No Brasil, um estudo do Unicef em parceria com o Centro de Estudos e Pesquisas em Educação, Cultura e Ação Comunitária (Cenpec Educação) revelou que, em novembro de 2020, cerca de 5 milhões de brasileiros ficaram sem aulas. A maior parcela (41%) é de crianças de 6 a 10 anos; a segunda faixa etária mais afetada (31,2%) corresponde aos jovens de 15 a 17 anos e a terceira (27,8%) equivale aos adolescentes de 11 a 14 anos. Com isso, o País pode retroceder duas décadas no acesso à educação.

De acordo com a Organização para a Cooperação e Desenvolvimento Econômico (OCDE), a interrupção das atividades escolares poderá ter reflexos até o final do século, levando a uma perda ao longo do período de 1,5% na economia global.

Impactos negativos
A consequência imediata do fechamento das escolas é o atraso no aprendizado. Além das lacunas em português, matemática, história, geografia e outras matérias básicas, a alfabetização foi comprometida. De um lado estão as crianças com dificuldade de aprender e de outro os professores, que muitas vezes improvisam o ensino remoto. Há ainda os pais que tentam equilibrar o trabalho e o apoio aos filhos que estão em casa.

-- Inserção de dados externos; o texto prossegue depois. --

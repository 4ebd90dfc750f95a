// ==========================================
// 订舱履约核心 - 核心库
// ==========================================
// 范围: 放箱分配 / 滞箱条款 / 单证冻结与修订 / 申报计费
// 技术栈: Rust + SQLite
// ==========================================

// ==========================================
// 模块声明
// ==========================================

// 领域层 - 实体与类型
pub mod domain;

// 数据仓储层 - 数据访问
pub mod repository;

// 引擎层 - 业务规则
pub mod engine;

// 配置层 - 系统配置
pub mod config;

// 数据库基础设施（连接初始化/PRAGMA/建表）
pub mod db;

// 日志系统
pub mod logging;

// 性能统计（SQL 计数/慢查询）
pub mod perf;

// API 层 - 业务接口
pub mod api;

// 应用层 - 装配与路由
pub mod app;

// ==========================================
// 重导出核心类型
// ==========================================

// 领域实体
pub use domain::{
    ActionLog, ActionType, Booking, Container, ContainerReleaseOrder, DetentionTerm, Invoice,
    InvoiceLine,
};

// 引擎
pub use engine::{
    AllocationEngine, DeclarationFilingEngine, DocumentAmendmentEngine, FreezePolicy,
    InvoiceLedger,
};

// API
pub use api::{ApiError, CroApi, DeclarationApi, DocumentApi};

// ==========================================
// 常量定义
// ==========================================

// 系统版本
pub const VERSION: &str = env!("CARGO_PKG_VERSION");

// 系统名称
pub const APP_NAME: &str = "订舱履约核心";
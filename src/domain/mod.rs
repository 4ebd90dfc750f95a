// ==========================================
// 订舱履约核心 - 领域模型层
// ==========================================
// 职责: 定义领域实体、类型、请求体
// 红线: 不含数据访问逻辑,不含引擎逻辑
// ==========================================

pub mod action_log;
pub mod booking;
pub mod container;
pub mod declaration;
pub mod detention;
pub mod document;
pub mod invoice;
pub mod reference;
pub mod release_order;
pub mod types;

// 重导出核心类型
pub use action_log::{ActionLog, ActionType};
pub use booking::{carrier_demand, Booking, BookingContainerDemand, ShippingInstruction};
pub use container::{AvailabilityQuery, Container};
pub use declaration::{
    CustomsDeclarationRequest, CustomsFilingResult, ImportDeclaration, ImportDeclarationRequest,
    ImportFilingResult,
};
pub use detention::{DetentionQuery, DetentionTerm, ResolvedDetention};
pub use document::{
    AmendableDocument, AmendmentOutcome, BlDraft, BlDraftPatch, CustomsDeclaration, CustomsPatch,
    DocumentVersion, VgmPatch, VgmTransmission,
};
pub use invoice::{Invoice, InvoiceLine, InvoiceWithLines, NewInvoiceLine};
pub use reference::{BankAccount, Surcharge};
pub use release_order::{
    AllocationRequest, ContainerReleaseOrder, CroAmendment, CroDocument, CroDocumentInput,
    ReleasedContainer,
};
pub use types::{
    BlDraftStatus, ContainerStatus, CustomsStatus, DocumentKind, InvoiceLeg, ReleasedToType,
    SnapshotKind, VgmStatus, WeighingMethod,
};
// ==========================================
// 订舱履约核心 - 履约配置读取 Trait
// ==========================================
// 职责: 定义履约流程所需的配置读取接口（不包含实现）
// 红线: 不包含配置写入、不包含业务逻辑
// ==========================================

use crate::repository::error::RepositoryResult;

// ==========================================
// FulfillmentConfigReader Trait
// ==========================================
// 实现者: ConfigManager（从 config_kv 表读取，缺省回落默认值）
pub trait FulfillmentConfigReader: Send + Sync {
    /// 新建发票的币种
    ///
    /// # 默认值
    /// - USD
    fn get_invoice_currency(&self) -> RepositoryResult<String>;

    /// 进口申报费对应的附加费名称
    ///
    /// # 默认值
    /// - IMPORT_DECLARATION_FEE
    fn get_import_declaration_fee_name(&self) -> RepositoryResult<String>;

    /// 出口报关费对应的附加费名称
    ///
    /// # 默认值
    /// - CUSTOMS_FILING_FEE
    fn get_customs_filing_fee_name(&self) -> RepositoryResult<String>;

    /// 放箱单号前缀（默认 CRO）
    fn get_cro_no_prefix(&self) -> RepositoryResult<String>;

    /// 发票号前缀（默认 INV）
    fn get_invoice_no_prefix(&self) -> RepositoryResult<String>;
}
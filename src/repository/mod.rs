// ==========================================
// 订舱履约核心 - 数据仓储层
// ==========================================
// 红线: Repository 不含业务逻辑
// ==========================================
// 职责: 提供数据访问接口,屏蔽数据库细节
// 约束: 所有查询使用参数化,防止 SQL 注入
// 约定: 带 _tx 后缀的关联函数在调用方事务内执行
// ==========================================

pub mod action_log_repo;
pub mod booking_repo;
pub mod container_repo;
pub mod detention_repo;
pub mod document_repo;
pub mod document_version_repo;
pub mod error;
pub mod import_declaration_repo;
pub mod invoice_repo;
pub mod reference_repo;
pub mod release_order_repo;
pub mod row_utils;

// 重导出核心仓储
pub use action_log_repo::ActionLogRepository;
pub use booking_repo::BookingRepository;
pub use container_repo::{ContainerRepository, ReservationOutcome};
pub use detention_repo::DetentionTermRepository;
pub use document_repo::{DocumentRepository, DocumentStore};
pub use document_version_repo::DocumentVersionRepository;
pub use error::{RepositoryError, RepositoryResult};
pub use import_declaration_repo::ImportDeclarationRepository;
pub use invoice_repo::InvoiceRepository;
pub use reference_repo::{ReferenceLookup, SqlReferenceLookup};
pub use release_order_repo::ReleaseOrderRepository;
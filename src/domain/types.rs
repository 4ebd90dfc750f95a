// ==========================================
// 订舱履约核心 - 领域类型定义
// ==========================================
// 序列化格式: SCREAMING_SNAKE_CASE (与数据库一致)
// ==========================================

use serde::{Deserialize, Serialize};
use std::fmt;

/// 为状态类枚举生成 as_str / parse / Display
///
/// parse 严格匹配（大小写不敏感），未知值返回 None，由调用方决定如何报错。
macro_rules! db_enum {
    ($name:ident { $($variant:ident => $code:literal),+ $(,)? }) => {
        impl $name {
            pub fn as_str(&self) -> &'static str {
                match self {
                    $($name::$variant => $code,)+
                }
            }

            pub fn parse(s: &str) -> Option<$name> {
                match s.trim().to_uppercase().as_str() {
                    $($code => Some($name::$variant),)+
                    _ => None,
                }
            }
        }

        impl fmt::Display for $name {
            fn fmt(&self, f: &mut fmt::Formatter<'_>) -> fmt::Result {
                write!(f, "{}", self.as_str())
            }
        }
    };
}

// ==========================================
// 箱状态 (Container Status)
// ==========================================
// AVAILABLE -> ALLOCATED 只能由放箱分配引擎完成
// 提箱/还箱流程（IN_USE 等）由外部系统驱动
#[derive(Debug, Clone, Copy, PartialEq, Eq, Hash, Serialize, Deserialize)]
#[serde(rename_all = "SCREAMING_SNAKE_CASE")]
pub enum ContainerStatus {
    Available,   // 可用
    Allocated,   // 已分配（放箱单锁定）
    InUse,       // 已提箱使用中
    UnderRepair, // 修箱
}

db_enum!(ContainerStatus {
    Available => "AVAILABLE",
    Allocated => "ALLOCATED",
    InUse => "IN_USE",
    UnderRepair => "UNDER_REPAIR",
});

// ==========================================
// 放箱对象类型 (Released-To Type)
// ==========================================
#[derive(Debug, Clone, Copy, PartialEq, Eq, Serialize, Deserialize)]
#[serde(rename_all = "SCREAMING_SNAKE_CASE")]
pub enum ReleasedToType {
    Shipper,
    Forwarder,
    Trucker,
    Consignee,
}

db_enum!(ReleasedToType {
    Shipper => "SHIPPER",
    Forwarder => "FORWARDER",
    Trucker => "TRUCKER",
    Consignee => "CONSIGNEE",
});

// ==========================================
// 提单草稿状态 (BL Draft Status)
// ==========================================
// 终态: APPROVED / RELEASED
#[derive(Debug, Clone, Copy, PartialEq, Eq, Serialize, Deserialize)]
#[serde(rename_all = "SCREAMING_SNAKE_CASE")]
pub enum BlDraftStatus {
    Draft,
    Submitted,
    Approved,
    Released,
}

db_enum!(BlDraftStatus {
    Draft => "DRAFT",
    Submitted => "SUBMITTED",
    Approved => "APPROVED",
    Released => "RELEASED",
});

// ==========================================
// VGM 传输状态 (VGM Transmission Status)
// ==========================================
// 无终态；修订后复位为 PENDING（需重新校验）
#[derive(Debug, Clone, Copy, PartialEq, Eq, Serialize, Deserialize)]
#[serde(rename_all = "SCREAMING_SNAKE_CASE")]
pub enum VgmStatus {
    Pending,
    Transmitted,
    Accepted,
    Rejected,
}

db_enum!(VgmStatus {
    Pending => "PENDING",
    Transmitted => "TRANSMITTED",
    Accepted => "ACCEPTED",
    Rejected => "REJECTED",
});

// ==========================================
// 称重方法 (VGM Weighing Method, SOLAS)
// ==========================================
#[derive(Debug, Clone, Copy, PartialEq, Eq, Serialize, Deserialize)]
#[serde(rename_all = "SCREAMING_SNAKE_CASE")]
pub enum WeighingMethod {
    Method1, // 整箱过磅
    Method2, // 货物+皮重累加
}

db_enum!(WeighingMethod {
    Method1 => "METHOD1",
    Method2 => "METHOD2",
});

// ==========================================
// 报关单状态 (Customs Declaration Status)
// ==========================================
// 终态: CLEARED；修订后复位为 FILED
#[derive(Debug, Clone, Copy, PartialEq, Eq, Serialize, Deserialize)]
#[serde(rename_all = "SCREAMING_SNAKE_CASE")]
pub enum CustomsStatus {
    Filed,
    Accepted,
    Cleared,
    Rejected,
}

db_enum!(CustomsStatus {
    Filed => "FILED",
    Accepted => "ACCEPTED",
    Cleared => "CLEARED",
    Rejected => "REJECTED",
});

// ==========================================
// 可修订单证类型 (Document Kind)
// ==========================================
#[derive(Debug, Clone, Copy, PartialEq, Eq, Hash, Serialize, Deserialize)]
#[serde(rename_all = "SCREAMING_SNAKE_CASE")]
pub enum DocumentKind {
    BlDraft,
    VgmTransmission,
    CustomsDeclaration,
}

db_enum!(DocumentKind {
    BlDraft => "BL_DRAFT",
    VgmTransmission => "VGM_TRANSMISSION",
    CustomsDeclaration => "CUSTOMS_DECLARATION",
});

// ==========================================
// 版本快照类型 (Snapshot Kind)
// ==========================================
#[derive(Debug, Clone, Copy, PartialEq, Eq, Serialize, Deserialize)]
#[serde(rename_all = "SCREAMING_SNAKE_CASE")]
pub enum SnapshotKind {
    PreEdit,
    PostEdit,
}

db_enum!(SnapshotKind {
    PreEdit => "PRE_EDIT",
    PostEdit => "POST_EDIT",
});

// ==========================================
// 发票航段 (Invoice Leg)
// ==========================================
#[derive(Debug, Clone, Copy, PartialEq, Eq, Hash, Serialize, Deserialize)]
#[serde(rename_all = "SCREAMING_SNAKE_CASE")]
pub enum InvoiceLeg {
    Export,
    Import,
}

db_enum!(InvoiceLeg {
    Export => "EXPORT",
    Import => "IMPORT",
});

#[cfg(test)]
mod tests {
    use super::*;

    #[test]
    fn test_parse_is_case_insensitive() {
        assert_eq!(ContainerStatus::parse("available"), Some(ContainerStatus::Available));
        assert_eq!(ReleasedToType::parse(" Trucker "), Some(ReleasedToType::Trucker));
        assert_eq!(BlDraftStatus::parse("RELEASED"), Some(BlDraftStatus::Released));
    }

    #[test]
    fn test_parse_unknown_returns_none() {
        assert_eq!(ContainerStatus::parse("LOST"), None);
        assert_eq!(InvoiceLeg::parse(""), None);
    }

    #[test]
    fn test_serde_matches_db_code() {
        let json = serde_json::to_string(&DocumentKind::VgmTransmission).unwrap();
        assert_eq!(json, "\"VGM_TRANSMISSION\"");
        assert_eq!(
            serde_json::to_string(&ContainerStatus::UnderRepair).unwrap(),
            format!("\"{}\"", ContainerStatus::UnderRepair.as_str())
        );
    }
}
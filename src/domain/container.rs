// ==========================================
// 订舱履约核心 - 箱库存领域模型
// ==========================================
// 红线: 箱状态只能由放箱分配引擎从 AVAILABLE 迁移到 ALLOCATED
// ==========================================

use chrono::NaiveDateTime;
use serde::{Deserialize, Serialize};

use crate::domain::types::ContainerStatus;

// ==========================================
// Container - 实体箱
// ==========================================
#[derive(Debug, Clone, PartialEq, Serialize, Deserialize)]
pub struct Container {
    pub container_id: String,
    pub container_no: String,               // 箱号 (如 MSKU1234567)
    pub container_type: String,             // 箱型代码 (如 40HC)
    pub status: ContainerStatus,
    pub current_depot: String,              // 当前所在堆场 (UN/LOCODE)
    pub last_used_at: Option<NaiveDateTime>, // 最近使用时间，FIFO 排序依据；None 视为从未使用
    pub updated_at: NaiveDateTime,
}

// ==========================================
// AvailabilityQuery - 可用箱查询条件
// ==========================================
// 箱型 + 堆场确定一个竞争池
#[derive(Debug, Clone, PartialEq, Eq, Hash)]
pub struct AvailabilityQuery {
    pub container_type: String,
    pub depot: String,
}

impl AvailabilityQuery {
    pub fn new(container_type: impl Into<String>, depot: impl Into<String>) -> Self {
        Self {
            container_type: container_type.into(),
            depot: depot.into(),
        }
    }
}
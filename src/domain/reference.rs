// ==========================================
// 订舱履约核心 - 参考数据（外部协作方只读）
// ==========================================

use serde::{Deserialize, Serialize};

/// 收款银行账户
#[derive(Debug, Clone, PartialEq, Serialize, Deserialize)]
pub struct BankAccount {
    pub account_id: String,
    pub bank_name: String,
    pub account_no: String,
    pub currency: String,
    pub is_active: bool,
    pub is_default: bool,
}

/// 附加费（按名称查询费率）
#[derive(Debug, Clone, PartialEq, Serialize, Deserialize)]
pub struct Surcharge {
    pub surcharge_id: String,
    pub name: String,
    pub amount_minor: i64,
    pub currency: String,
}
// ==========================================
// 订舱履约核心 - 路由
// ==========================================
// 职责: (method, path, body, actor) -> HttpResponse
// 与传输层无关；二进制入口通过 stdin/stdout 承载
// ==========================================

use serde::de::DeserializeOwned;
use serde::{Deserialize, Serialize};
use serde_json::{json, Value};

use crate::api::error::{ApiError, ApiResult, ErrorKind};
use crate::app::state::AppState;
use crate::domain::types::DocumentKind;
use crate::perf::PerfGuard;

/// 路由请求（stdin 每行一个）
#[derive(Debug, Clone, Deserialize)]
pub struct HttpRequest {
    pub method: String,
    pub path: String,
    #[serde(default)]
    pub body: Value,
    #[serde(default = "default_actor")]
    pub actor: String,
}

fn default_actor() -> String {
    "system".to_string()
}

/// 路由响应
#[derive(Debug, Clone, Serialize, Deserialize, PartialEq)]
pub struct HttpResponse {
    pub status: u16,
    pub body: Value,
}

impl HttpResponse {
    fn ok(status: u16, body: Value) -> Self {
        Self { status, body }
    }

    fn error(status: u16, code: &str, message: String, details: Option<Value>) -> Self {
        Self {
            status,
            body: json!({
                "error": {
                    "code": code,
                    "message": message,
                    "details": details,
                }
            }),
        }
    }

    fn from_api_error(err: &ApiError) -> Self {
        Self::error(err.status_code(), err.code(), err.public_message(), err.details())
    }
}

// ==========================================
// 路由表
// ==========================================
#[derive(Debug, Clone, Copy, PartialEq, Eq)]
enum Route<'a> {
    ReleaseOrder { booking_id: &'a str },
    BlDraft { booking_id: &'a str, draft_id: &'a str },
    Vgm { booking_id: &'a str, transmission_id: &'a str },
    ImportDeclaration { booking_id: &'a str },
    CustomsDeclarations { booking_id: &'a str },
    CustomsDeclaration { booking_id: &'a str, declaration_id: &'a str },
    DocumentVersions { kind: &'a str, document_id: &'a str },
    Invoice { invoice_id: &'a str },
    InvoiceRecompute { invoice_id: &'a str },
    DepotDetention { depot: &'a str },
}

fn match_route(path: &str) -> Option<Route<'_>> {
    let path = path.split('?').next().unwrap_or_default();
    let segments: Vec<&str> = path.trim_matches('/').split('/').collect();

    let route = match segments[..] {
        ["bookings", b, "release-order"] => Route::ReleaseOrder { booking_id: b },
        ["bookings", b, "bl-drafts", d] => Route::BlDraft {
            booking_id: b,
            draft_id: d,
        },
        ["bookings", b, "vgm", t] => Route::Vgm {
            booking_id: b,
            transmission_id: t,
        },
        ["bookings", b, "import-declaration"] => Route::ImportDeclaration { booking_id: b },
        ["bookings", b, "declaration", "customs"] => Route::CustomsDeclarations { booking_id: b },
        ["bookings", b, "declaration", "customs", c] => Route::CustomsDeclaration {
            booking_id: b,
            declaration_id: c,
        },
        ["documents", kind, id, "versions"] => Route::DocumentVersions {
            kind,
            document_id: id,
        },
        ["invoices", id] => Route::Invoice { invoice_id: id },
        ["invoices", id, "recompute"] => Route::InvoiceRecompute { invoice_id: id },
        ["depots", d, "detention"] => Route::DepotDetention { depot: d },
        _ => return None,
    };
    Some(route)
}

/// 处理一次请求
pub fn handle(state: &AppState, method: &str, path: &str, body: Value, actor: &str) -> HttpResponse {
    let Some(route) = match_route(path) else {
        return HttpResponse::error(404, "ROUTE_NOT_FOUND", format!("路由不存在: {}", path), None);
    };
    let method = method.trim().to_uppercase();

    match dispatch(state, &method, route, body, actor) {
        Ok(Some(resp)) => resp,
        Ok(None) => HttpResponse::error(
            405,
            "METHOD_NOT_ALLOWED",
            format!("不支持的方法: {} {}", method, path),
            None,
        ),
        Err(err) => {
            if err.kind() == ErrorKind::Internal {
                tracing::error!(method = %method, path, code = err.code(), error = %err, "请求处理失败");
            } else {
                tracing::debug!(method = %method, path, code = err.code(), error = %err, "请求被拒绝");
            }
            HttpResponse::from_api_error(&err)
        }
    }
}

/// 处理 stdin 上的一行请求
pub fn handle_request(state: &AppState, request: HttpRequest) -> HttpResponse {
    handle(state, &request.method, &request.path, request.body, &request.actor)
}

/// Ok(None) 表示路径存在但方法不支持
fn dispatch(
    state: &AppState,
    method: &str,
    route: Route<'_>,
    body: Value,
    actor: &str,
) -> ApiResult<Option<HttpResponse>> {
    let resp = match (method, route) {
        ("POST", Route::ReleaseOrder { booking_id }) => {
            let _perf = PerfGuard::new("route.allocate_release_order");
            let request = parse_body(body)?;
            let cro = state.cro_api.allocate_release_order(booking_id, &request, actor)?;
            respond(201, &cro)?
        }
        ("PATCH", Route::ReleaseOrder { booking_id }) => {
            let _perf = PerfGuard::new("route.amend_release_order");
            let patch = parse_body(body)?;
            let cro = state.cro_api.amend_release_order(booking_id, &patch, actor)?;
            respond(200, &cro)?
        }
        ("GET", Route::ReleaseOrder { booking_id }) => {
            let _perf = PerfGuard::new("route.get_release_order");
            respond(200, &state.cro_api.get_release_order(booking_id)?)?
        }
        ("PATCH", Route::BlDraft { booking_id, draft_id }) => {
            let _perf = PerfGuard::new("route.amend_bl_draft");
            let patch = parse_body(body)?;
            let outcome = state
                .document_api
                .amend_bl_draft(booking_id, draft_id, &patch, actor)?;
            respond(200, &outcome.document)?
        }
        ("PATCH", Route::Vgm { booking_id, transmission_id }) => {
            let _perf = PerfGuard::new("route.amend_vgm");
            let patch = parse_body(body)?;
            let outcome = state
                .document_api
                .amend_vgm(booking_id, transmission_id, &patch, actor)?;
            respond(200, &outcome.document)?
        }
        ("POST", Route::ImportDeclaration { booking_id }) => {
            let _perf = PerfGuard::new("route.file_import_declaration");
            let request = parse_body(body)?;
            let result = state
                .declaration_api
                .file_import_declaration(booking_id, &request, actor)?;
            respond(201, &result)?
        }
        ("POST", Route::CustomsDeclarations { booking_id }) => {
            let _perf = PerfGuard::new("route.file_customs_declaration");
            let request = parse_body(body)?;
            let result = state
                .declaration_api
                .file_customs_declaration(booking_id, &request, actor)?;
            respond(201, &result)?
        }
        ("PATCH", Route::CustomsDeclaration { booking_id, declaration_id }) => {
            let _perf = PerfGuard::new("route.amend_customs_declaration");
            let patch = parse_body(body)?;
            let outcome = state
                .document_api
                .amend_customs_declaration(booking_id, declaration_id, &patch, actor)?;
            respond(200, &outcome.document)?
        }
        ("GET", Route::DocumentVersions { kind, document_id }) => {
            let _perf = PerfGuard::new("route.document_history");
            let kind = DocumentKind::parse(kind)
                .ok_or_else(|| ApiError::InvalidInput(format!("未知单证类型: {}", kind)))?;
            respond(200, &state.document_api.document_history(kind, document_id)?)?
        }
        ("GET", Route::Invoice { invoice_id }) => {
            let _perf = PerfGuard::new("route.get_invoice");
            respond(200, &state.declaration_api.get_invoice(invoice_id)?)?
        }
        ("POST", Route::InvoiceRecompute { invoice_id }) => {
            let _perf = PerfGuard::new("route.recompute_invoice_total");
            let total = state.declaration_api.recompute_invoice_total(invoice_id)?;
            HttpResponse::ok(200, json!({ "invoice_id": invoice_id, "total_amount_minor": total }))
        }
        ("GET", Route::DepotDetention { depot }) => {
            let _perf = PerfGuard::new("route.effective_detention");
            respond(200, &state.cro_api.effective_detention(depot)?)?
        }
        _ => return Ok(None),
    };
    Ok(Some(resp))
}

fn parse_body<T: DeserializeOwned>(body: Value) -> ApiResult<T> {
    serde_json::from_value(body).map_err(|e| ApiError::InvalidInput(format!("请求体格式错误: {}", e)))
}

fn respond<T: Serialize>(status: u16, value: &T) -> ApiResult<HttpResponse> {
    let body = serde_json::to_value(value)
        .map_err(|e| ApiError::InternalError(format!("响应序列化失败: {}", e)))?;
    Ok(HttpResponse::ok(status, body))
}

A pedagoga Natália Fernandes de Assis afirma que as crianças nas fases de berçário e educação infantil precisam das experiências concretas e da socialização, que não são possíveis por meio da aula on-line. “Nos exercícios e atividades presenciais as crianças criam hipóteses, interpretações, lidam com as emoções, aprendem a conversar e a compartilhar”, diz.

As crianças que deixaram de ir às aulas por tempo prolongado apresentaram agitação, ficaram mais dispersas e até regrediram em algumas habilidades já adquiridas. “Minha filha, por exemplo, que já estava se alimentando sozinha, voltou à aula presencial sem fazer isso. As professoras ensinam as crianças e estimulam a independência delas para que comam, usem o banheiro, encham sua garrafa de água, tirem ou coloquem roupas e sapatos, organizem seus pertences, etc.”, explica Natália.

Contudo os problemas não se restringem ao aprendizado: “as crianças e adolescentes que não estão na escola e que têm pais que trabalham fora frequentemente são deixadas sozinhas em casa ou sob os cuidados de terceiros, o que tem aumentado o risco de acidentes domésticos e comportamentos de risco, como violência física, sexual, uso de drogas e álcool”, afirma em nota o movimento Escolas Abertas, uma associação civil, de pais e mães voluntários, de escolas públicas e privadas em todo o Brasil, que luta pelos direitos à educação e à saúde das crianças e adolescentes.

A mudança de rotina, o isolamento e o excesso de telas também trazem impactos emocionais, lembra a psicóloga Rose Rocha: “as crianças e os adolescentes estão mais ansiosos, depressivos e com ganho de peso, porque acabam comendo mais em casa, e com algumas dificuldades que chegamos a pensar que podem repercutir numa certa fobia social, com dificuldade de se expor”.

Segundo a psicóloga, para contornar esse estado de comprometimento da saúde mental, é necessário que os pais, dentro do possível, criem situações em que eles possam voltar a conviver com outras crianças e jovens da mesma idade. “Nas escolas que voltaram a funcionar, é indicado que os alunos retornem”, comenta.

Com a falta de contato com outras pessoas e o maior tempo dentro de casa, há uma tendência do adolescente e da criança mergulharem no mundo digital. “Acredito que futuramente podemos ter um boom de dependência tecnológica, porque tem sido a única forma deles terem contato com o mundo externo”, diz.

O Pastor Walber Barboza, responsável pela palestra Namoro Blindado nas Escolas, aponta para a perda de perspectiva dos jovens. “Tanto tempo ausente vai diminuindo os projetos do jovem, aumentando a fobia social, a ansiedade, a depressão, enfim, o jovem se distancia dos sonhos e se aproxima dos conflitos”, relata.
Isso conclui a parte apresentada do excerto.